----- Data records -----

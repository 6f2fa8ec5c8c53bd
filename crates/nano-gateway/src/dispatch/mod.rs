//! Event routing
//!
//! [`Dispatcher`] routes decoded dispatch envelopes either to a static
//! [`CallbackTable`] or into the matcher engine.

mod callbacks;
mod dispatcher;

pub use callbacks::CallbackTable;
pub use dispatcher::Dispatcher;
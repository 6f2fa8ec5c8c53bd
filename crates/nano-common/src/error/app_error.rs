//! Application error types
//!
//! Errors that reach the process edge. Everything below the session state
//! machine is retried in place and never surfaces here.

use crate::config::ConfigError;
use crate::telemetry::TracingError;

/// Application-wide error type
#[derive(Debug, thiserror::Error)]
pub enum AppError {
    #[error(transparent)]
    Config(#[from] ConfigError),

    #[error(transparent)]
    Telemetry(#[from] TracingError),

    // Bootstrap calls against the REST API (gateway url, shard count)
    #[error("Outbound API error: {0}")]
    Api(String),

    // Service registry conflicts
    #[error("Registration error: {0}")]
    Registration(String),

    #[error("I/O error: {0}")]
    Io(#[from] std::io::Error),

    #[error("Internal error")]
    Internal(#[source] anyhow::Error),
}

impl AppError {
    /// Process exit code for this error (sysexits.h)
    #[must_use]
    pub fn exit_code(&self) -> i32 {
        match self {
            // EX_CONFIG
            Self::Config(_) | Self::Registration(_) => 78,
            // EX_UNAVAILABLE
            Self::Api(_) => 69,
            // EX_IOERR
            Self::Io(_) => 74,
            // EX_SOFTWARE
            Self::Telemetry(_) | Self::Internal(_) => 70,
        }
    }

    /// Wrap any error as an internal error
    pub fn internal(err: impl Into<anyhow::Error>) -> Self {
        Self::Internal(err.into())
    }
}

/// Result type alias for application operations
pub type AppResult<T> = Result<T, AppError>;
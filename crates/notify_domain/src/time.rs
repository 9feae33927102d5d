use chrono::{DateTime, LocalResult, NaiveDateTime, Offset, TimeDelta, TimeZone};

use crate::error::NotifyError;

/// Interprets `wall` as a wall-clock time in `zone` and returns the UTC epoch
/// milliseconds an alarm service expects. Ambiguous times pick the earlier
/// instant; times skipped by a DST jump are rejected.
pub fn to_epoch_millis<Tz: TimeZone>(wall: NaiveDateTime, zone: &Tz) -> Result<i64, NotifyError> {
    match zone.from_local_datetime(&wall) {
        LocalResult::Single(instant) => Ok(instant.timestamp_millis()),
        LocalResult::Ambiguous(earliest, _) => Ok(earliest.timestamp_millis()),
        LocalResult::None => Err(NotifyError::InvalidFireTime(wall)),
    }
}

/// Like [`to_epoch_millis`], but a wall time skipped by a DST jump is read
/// with the offset in effect a day earlier, which lands it the same distance
/// past the gap (02:30 in a 02:00 to 03:00 gap fires at 03:30).
pub fn to_epoch_millis_past_gap<Tz: TimeZone>(
    wall: NaiveDateTime,
    zone: &Tz,
) -> Result<i64, NotifyError> {
    match to_epoch_millis(wall, zone) {
        Err(NotifyError::InvalidFireTime(_)) => {
            let offset = wall
                .checked_sub_signed(TimeDelta::days(1))
                .and_then(|before| zone.offset_from_local_datetime(&before).earliest())
                .ok_or(NotifyError::InvalidFireTime(wall))?
                .fix();
            let utc = wall
                .checked_sub_signed(TimeDelta::seconds(offset.local_minus_utc().into()))
                .ok_or(NotifyError::InvalidFireTime(wall))?;
            Ok(utc.and_utc().timestamp_millis())
        }
        other => other,
    }
}

/// Inverse of [`to_epoch_millis`].
pub fn from_epoch_millis<Tz: TimeZone>(millis: i64, zone: &Tz) -> Option<NaiveDateTime> {
    DateTime::from_timestamp_millis(millis).map(|utc| utc.with_timezone(zone).naive_local())
}

#[cfg(test)]
mod tests {
    use super::*;
    use chrono::{FixedOffset, NaiveDate, Utc};
    use chrono_tz::America::New_York;

    fn on(y: i32, mo: u32, d: u32, h: u32, mi: u32) -> NaiveDateTime {
        NaiveDate::from_ymd_opt(y, mo, d)
            .unwrap()
            .and_hms_opt(h, mi, 0)
            .unwrap()
    }

    fn utc_millis(wall: NaiveDateTime) -> i64 {
        wall.and_utc().timestamp_millis()
    }

    fn wall(h: u32, m: u32) -> NaiveDateTime {
        NaiveDate::from_ymd_opt(2025, 1, 1)
            .unwrap()
            .and_hms_opt(h, m, 0)
            .unwrap()
    }

    #[test]
    fn applies_zone_offset_before_taking_epoch() {
        let seoul = FixedOffset::east_opt(9 * 3600).unwrap();
        let millis = to_epoch_millis(wall(9, 0), &seoul).unwrap();
        let utc_midnight = Utc
            .with_ymd_and_hms(2025, 1, 1, 0, 0, 0)
            .unwrap()
            .timestamp_millis();
        assert_eq!(millis, utc_midnight);
    }

    #[test]
    fn round_trips_wall_clock_in_same_zone() {
        let zones = [
            FixedOffset::west_opt(5 * 3600).unwrap(),
            FixedOffset::east_opt(0).unwrap(),
            FixedOffset::east_opt(5 * 3600 + 1800).unwrap(),
        ];
        for zone in zones {
            let original = wall(23, 45);
            let millis = to_epoch_millis(original, &zone).unwrap();
            assert_eq!(from_epoch_millis(millis, &zone), Some(original));
        }
    }

    #[test]
    fn fall_back_ambiguity_resolves_to_earlier_instant() {
        // 01:30 happens twice on 2025-11-02: first as EDT (-4), then as EST (-5).
        let repeated = on(2025, 11, 2, 1, 30);
        let millis = to_epoch_millis(repeated, &New_York).unwrap();
        assert_eq!(millis, utc_millis(on(2025, 11, 2, 5, 30)));
        assert_eq!(from_epoch_millis(millis, &New_York), Some(repeated));
    }

    #[test]
    fn spring_forward_gap_is_rejected() {
        let skipped = on(2025, 3, 9, 2, 30);
        let err = to_epoch_millis(skipped, &New_York).unwrap_err();
        assert!(matches!(err, NotifyError::InvalidFireTime(t) if t == skipped));
    }

    #[test]
    fn past_gap_conversion_moves_skipped_time_forward() {
        let skipped = on(2025, 3, 9, 2, 30);
        let millis = to_epoch_millis_past_gap(skipped, &New_York).unwrap();
        assert_eq!(millis, utc_millis(on(2025, 3, 9, 7, 30)));
        assert_eq!(
            from_epoch_millis(millis, &New_York),
            Some(on(2025, 3, 9, 3, 30))
        );
    }

    #[test]
    fn past_gap_conversion_leaves_valid_times_alone() {
        for valid in [on(2025, 3, 9, 1, 59), on(2025, 3, 9, 3, 0), on(2025, 11, 2, 1, 30)] {
            assert_eq!(
                to_epoch_millis_past_gap(valid, &New_York).unwrap(),
                to_epoch_millis(valid, &New_York).unwrap()
            );
        }
    }

    #[test]
    fn round_trips_around_both_transitions() {
        let walls = [
            on(2025, 3, 9, 1, 59),
            on(2025, 3, 9, 3, 0),
            on(2025, 3, 9, 3, 30),
            on(2025, 11, 2, 0, 59),
            on(2025, 11, 2, 1, 0),
            on(2025, 11, 2, 2, 0),
        ];
        for original in walls {
            let millis = to_epoch_millis(original, &New_York).unwrap();
            assert_eq!(from_epoch_millis(millis, &New_York), Some(original));
        }
    }
}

-----

Every entry must be output again exactly as it was given.

Output for this task
repository 6f2fa8ec5c8c53bd
filename crates/nano-gateway/src/dispatch/mod.rs
//! Event routing
//!
//! [`Dispatcher`] routes decoded dispatch envelopes either to a static
//! [`CallbackTable`] or into the matcher engine.

mod callbacks;
mod dispatcher;

pub use callbacks::CallbackTable;
pub use dispatcher::Dispatcher;
repository 6f2fa8ec5c8c53bd
filename crates/nano-common/src/error/app_error.rs
//! Application error types
//!
//! Errors that reach the process edge. Everything below the session state
//! machine is retried in place and never surfaces here.

use crate::config::ConfigError;
use crate::telemetry::TracingError;

/// Application-wide error type
#[derive(Debug, thiserror::Error)]
pub enum AppError {
    #[error(transparent)]
    Config(#[from] ConfigError),

    #[error(transparent)]
    Telemetry(#[from] TracingError),

    // Bootstrap calls against the REST API (gateway url, shard count)
    #[error("Outbound API error: {0}")]
    Api(String),

    // Service registry conflicts
    #[error("Registration error: {0}")]
    Registration(String),

    #[error("I/O error: {0}")]
    Io(#[from] std::io::Error),

    #[error("Internal error")]
    Internal(#[source] anyhow::Error),
}

impl AppError {
    /// Process exit code for this error (sysexits.h)
    #[must_use]
    pub fn exit_code(&self) -> i32 {
        match self {
            // EX_CONFIG
            Self::Config(_) | Self::Registration(_) => 78,
            // EX_UNAVAILABLE
            Self::Api(_) => 69,
            // EX_IOERR
            Self::Io(_) => 74,
            // EX_SOFTWARE
            Self::Telemetry(_) | Self::Internal(_) => 70,
        }
    }

    /// Wrap any error as an internal error
    pub fn internal(err: impl Into<anyhow::Error>) -> Self {
        Self::Internal(err.into())
    }
}

/// Result type alias for application operations
pub type AppResult<T> = Result<T, AppError>;
filename crates/notify_domain/src/time.rs
repository 9feae33927102d5d
use chrono::{DateTime, LocalResult, NaiveDateTime, Offset, TimeDelta, TimeZone};

use crate::error::NotifyError;

/// Interprets `wall` as a wall-clock time in `zone` and returns the UTC epoch
/// milliseconds an alarm service expects. Ambiguous times pick the earlier
/// instant; times skipped by a DST jump are rejected.
pub fn to_epoch_millis<Tz: TimeZone>(wall: NaiveDateTime, zone: &Tz) -> Result<i64, NotifyError> {
    match zone.from_local_datetime(&wall) {
        LocalResult::Single(instant) => Ok(instant.timestamp_millis()),
        LocalResult::Ambiguous(earliest, _) => Ok(earliest.timestamp_millis()),
        LocalResult::None => Err(NotifyError::InvalidFireTime(wall)),
    }
}

/// Like [`to_epoch_millis`], but a wall time skipped by a DST jump is read
/// with the offset in effect a day earlier, which lands it the same distance
/// past the gap (02:30 in a 02:00 to 03:00 gap fires at 03:30).
pub fn to_epoch_millis_past_gap<Tz: TimeZone>(
    wall: NaiveDateTime,
    zone: &Tz,
) -> Result<i64, NotifyError> {
    match to_epoch_millis(wall, zone) {
        Err(NotifyError::InvalidFireTime(_)) => {
            let offset = wall
                .checked_sub_signed(TimeDelta::days(1))
                .and_then(|before| zone.offset_from_local_datetime(&before).earliest())
                .ok_or(NotifyError::InvalidFireTime(wall))?
                .fix();
            let utc = wall
                .checked_sub_signed(TimeDelta::seconds(offset.local_minus_utc().into()))
                .ok_or(NotifyError::InvalidFireTime(wall))?;
            Ok(utc.and_utc().timestamp_millis())
        }
        other => other,
    }
}

/// Inverse of [`to_epoch_millis`].
pub fn from_epoch_millis<Tz: TimeZone>(millis: i64, zone: &Tz) -> Option<NaiveDateTime> {
    DateTime::from_timestamp_millis(millis).map(|utc| utc.with_timezone(zone).naive_local())
}

#[cfg(test)]
mod tests {
    use super::*;
    use chrono::{FixedOffset, NaiveDate, Utc};
    use chrono_tz::America::New_York;

    fn on(y: i32, mo: u32, d: u32, h: u32, mi: u32) -> NaiveDateTime {
        NaiveDate::from_ymd_opt(y, mo, d)
            .unwrap()
            .and_hms_opt(h, mi, 0)
            .unwrap()
    }

    fn utc_millis(wall: NaiveDateTime) -> i64 {
        wall.and_utc().timestamp_millis()
    }

    fn wall(h: u32, m: u32) -> NaiveDateTime {
        NaiveDate::from_ymd_opt(2025, 1, 1)
            .unwrap()
            .and_hms_opt(h, m, 0)
            .unwrap()
    }

    #[test]
    fn applies_zone_offset_before_taking_epoch() {
        let seoul = FixedOffset::east_opt(9 * 3600).unwrap();
        let millis = to_epoch_millis(wall(9, 0), &seoul).unwrap();
        let utc_midnight = Utc
            .with_ymd_and_hms(2025, 1, 1, 0, 0, 0)
            .unwrap()
            .timestamp_millis();
        assert_eq!(millis, utc_midnight);
    }

    #[test]
    fn round_trips_wall_clock_in_same_zone() {
        let zones = [
            FixedOffset::west_opt(5 * 3600).unwrap(),
            FixedOffset::east_opt(0).unwrap(),
            FixedOffset::east_opt(5 * 3600 + 1800).unwrap(),
        ];
        for zone in zones {
            let original = wall(23, 45);
            let millis = to_epoch_millis(original, &zone).unwrap();
            assert_eq!(from_epoch_millis(millis, &zone), Some(original));
        }
    }

    #[test]
    fn fall_back_ambiguity_resolves_to_earlier_instant() {
        // 01:30 happens twice on 2025-11-02: first as EDT (-4), then as EST (-5).
        let repeated = on(2025, 11, 2, 1, 30);
        let millis = to_epoch_millis(repeated, &New_York).unwrap();
        assert_eq!(millis, utc_millis(on(2025, 11, 2, 5, 30)));
        assert_eq!(from_epoch_millis(millis, &New_York), Some(repeated));
    }

    #[test]
    fn spring_forward_gap_is_rejected() {
        let skipped = on(2025, 3, 9, 2, 30);
        let err = to_epoch_millis(skipped, &New_York).unwrap_err();
        assert!(matches!(err, NotifyError::InvalidFireTime(t) if t == skipped));
    }

    #[test]
    fn past_gap_conversion_moves_skipped_time_forward() {
        let skipped = on(2025, 3, 9, 2, 30);
        let millis = to_epoch_millis_past_gap(skipped, &New_York).unwrap();
        assert_eq!(millis, utc_millis(on(2025, 3, 9, 7, 30)));
        assert_eq!(
            from_epoch_millis(millis, &New_York),
            Some(on(2025, 3, 9, 3, 30))
        );
    }

    #[test]
    fn past_gap_conversion_leaves_valid_times_alone() {
        for valid in [on(2025, 3, 9, 1, 59), on(2025, 3, 9, 3, 0), on(2025, 11, 2, 1, 30)] {
            assert_eq!(
                to_epoch_millis_past_gap(valid, &New_York).unwrap(),
                to_epoch_millis(valid, &New_York).unwrap()
            );
        }
    }

    #[test]
    fn round_trips_around_both_transitions() {
        let walls = [
            on(2025, 3, 9, 1, 59),
            on(2025, 3, 9, 3, 0),
            on(2025, 3, 9, 3, 30),
            on(2025, 11, 2, 0, 59),
            on(2025, 11, 2, 1, 0),
            on(2025, 11, 2, 2, 0),
        ];
        for original in walls {
            let millis = to_epoch_millis(original, &New_York).unwrap();
            assert_eq!(from_epoch_millis(millis, &New_York), Some(original));
        }
    }
}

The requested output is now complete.